For enzyme-/antibody-free and label-free biosensing, a molecularly imprinted polymer (MIP)-based membrane with phenylboronic acid (PBA) molecules, which induces the change in the density of molecular charges based on the small biomolecule-PBA diol binding, has been demonstrated to be suitable for the bioelectrical interface of biologically coupled gate field-effect transistor (bio-FET) sensors. MIP-coated gate FET sensors selectively detect various small biomolecules such as glucose, dopamine, sialic acid, and oligosaccharides without using labeled materials.
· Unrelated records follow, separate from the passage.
//! `AxonClient`: a thin `reqwest::Client` wrapper with typed call helpers.
//!
//! One `reqwest::Client` field, a private call helper, typed public
//! methods per endpoint — plain REST POST/PUT framing, since the Axon
//! registry is a REST service, not a JSON-RPC node.

use neuron_core::NeuronError;
use serde::{Deserialize, Serialize};

#[derive(Clone, Debug, Serialize)]
pub struct OrganizationEnrollRequest {
    pub organization_npi: String,
    pub organization_name: String,
    pub organization_type: String,
    pub neuron_endpoint_url: String,
}

#[derive(Clone, Debug, Deserialize)]
pub struct OrganizationEnrollResponse {
    pub registration_id: String,
    pub bearer_token: String,
}

#[derive(Clone, Debug, Serialize)]
pub struct ProviderEnrollRequest {
    pub provider_npi: String,
}

#[derive(Clone, Debug, Deserialize)]
pub struct ProviderEnrollResponse {
    pub axon_provider_id: String,
}

#[derive(Clone, Debug, Serialize)]
struct EndpointUpdateRequest<'a> {
    endpoint_url: &'a str,
}

/// A thin wrapper around `reqwest::Client` for talking to the Axon
/// registry. Holds no registration state of its own — the caller (the
/// registrar and the heartbeat loop) supplies the `registration_id` and
/// `bearer_token` on every call, since those are persisted elsewhere
/// (`neuron-store`'s `RegistrationState` row).
pub struct AxonClient {
    registry_url: String,
    http: reqwest::Client,
}

impl AxonClient {
    pub fn new(registry_url: impl Into<String>) -> Self {
        Self {
            registry_url: registry_url.into(),
            http: reqwest::Client::new(),
        }
    }

    fn url(&self, path: &str) -> String {
        format!("{}{}", self.registry_url.trim_end_matches('/'), path)
    }

    /// Enroll the organization itself. Axon responds with the assigned
    /// `registration_id` and a bearer token used on every subsequent call.
    pub async fn enroll_organization(
        &self,
        req: &OrganizationEnrollRequest,
    ) -> Result<OrganizationEnrollResponse, NeuronError> {
        let resp = self
            .http
            .post(self.url("/v1/organizations"))
            .json(req)
            .send()
            .await
            .map_err(|e| NeuronError::AxonUnreachable(e.to_string()))?;

        if !resp.status().is_success() {
            return Err(NeuronError::AxonUnreachable(format!(
                "organization enrollment returned {}",
                resp.status()
            )));
        }

        resp.json()
            .await
            .map_err(|e| NeuronError::AxonUnreachable(format!("malformed enrollment response: {e}")))
    }

    /// Enroll a single provider NPI under an already-registered
    /// organization.
    pub async fn enroll_provider(
        &self,
        registration_id: &str,
        bearer_token: &str,
        provider_npi: &str,
    ) -> Result<ProviderEnrollResponse, NeuronError> {
        let resp = self
            .http
            .post(self.url(&format!("/v1/organizations/{registration_id}/providers")))
            .bearer_auth(bearer_token)
            .json(&ProviderEnrollRequest {
                provider_npi: provider_npi.to_string(),
            })
            .send()
            .await
            .map_err(|e| NeuronError::AxonUnreachable(e.to_string()))?;

        if !resp.status().is_success() {
            return Err(NeuronError::AxonUnreachable(format!(
                "provider enrollment returned {}",
                resp.status()
            )));
        }

        resp.json()
            .await
            .map_err(|e| NeuronError::AxonUnreachable(format!("malformed provider response: {e}")))
    }

    /// Send one heartbeat/endpoint-update beat. A 404 means the
    /// registration no longer exists on the registry side (e.g. the
    /// registry was reset) and maps to `RegistrationLost` so the caller can
    /// re-enroll without tearing down the whole loop. Any other non-success
    /// status or transport failure maps to `AxonUnreachable`.
    pub async fn send_heartbeat(
        &self,
        registration_id: &str,
        bearer_token: &str,
        endpoint_url: &str,
    ) -> Result<(), NeuronError> {
        let resp = self
            .http
            .put(self.url(&format!("/v1/organizations/{registration_id}/heartbeat")))
            .bearer_auth(bearer_token)
            .json(&EndpointUpdateRequest { endpoint_url })
            .send()
            .await
            .map_err(|e| NeuronError::AxonUnreachable(e.to_string()))?;

        if resp.status() == reqwest::StatusCode::NOT_FOUND {
            return Err(NeuronError::RegistrationLost);
        }
        if !resp.status().is_success() {
            return Err(NeuronError::AxonUnreachable(format!(
                "heartbeat returned {}",
                resp.status()
            )));
        }
        Ok(())
    }
}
In particular, the well-controlled MIP film by surface-initiated atom transfer radical polymerization (SI-ATRP) contributes to the quantitative analysis of small biomolecule sensing, resulting in potentiometric Langmuir isotherm adsorption analysis by which the parameters such as the binding affinity between small biomolecules and MIP cavities are evaluated. Also, the output electrical signal of even a random MIP-coated gate FET sensor is quantitatively analyzed using the bi-Langmuir adsorption isotherm equation, showing the adsorption mechanism of small biomolecules onto the template-specific MIP membrane. Thus, a platform based on the MIP bioelectrical interface for the bio-FET sensor is suitable for an enzyme-/antibody-free and label-free biosensing system in the fields of clinical diagnostics, drug discovery, the food industry, and environmental research.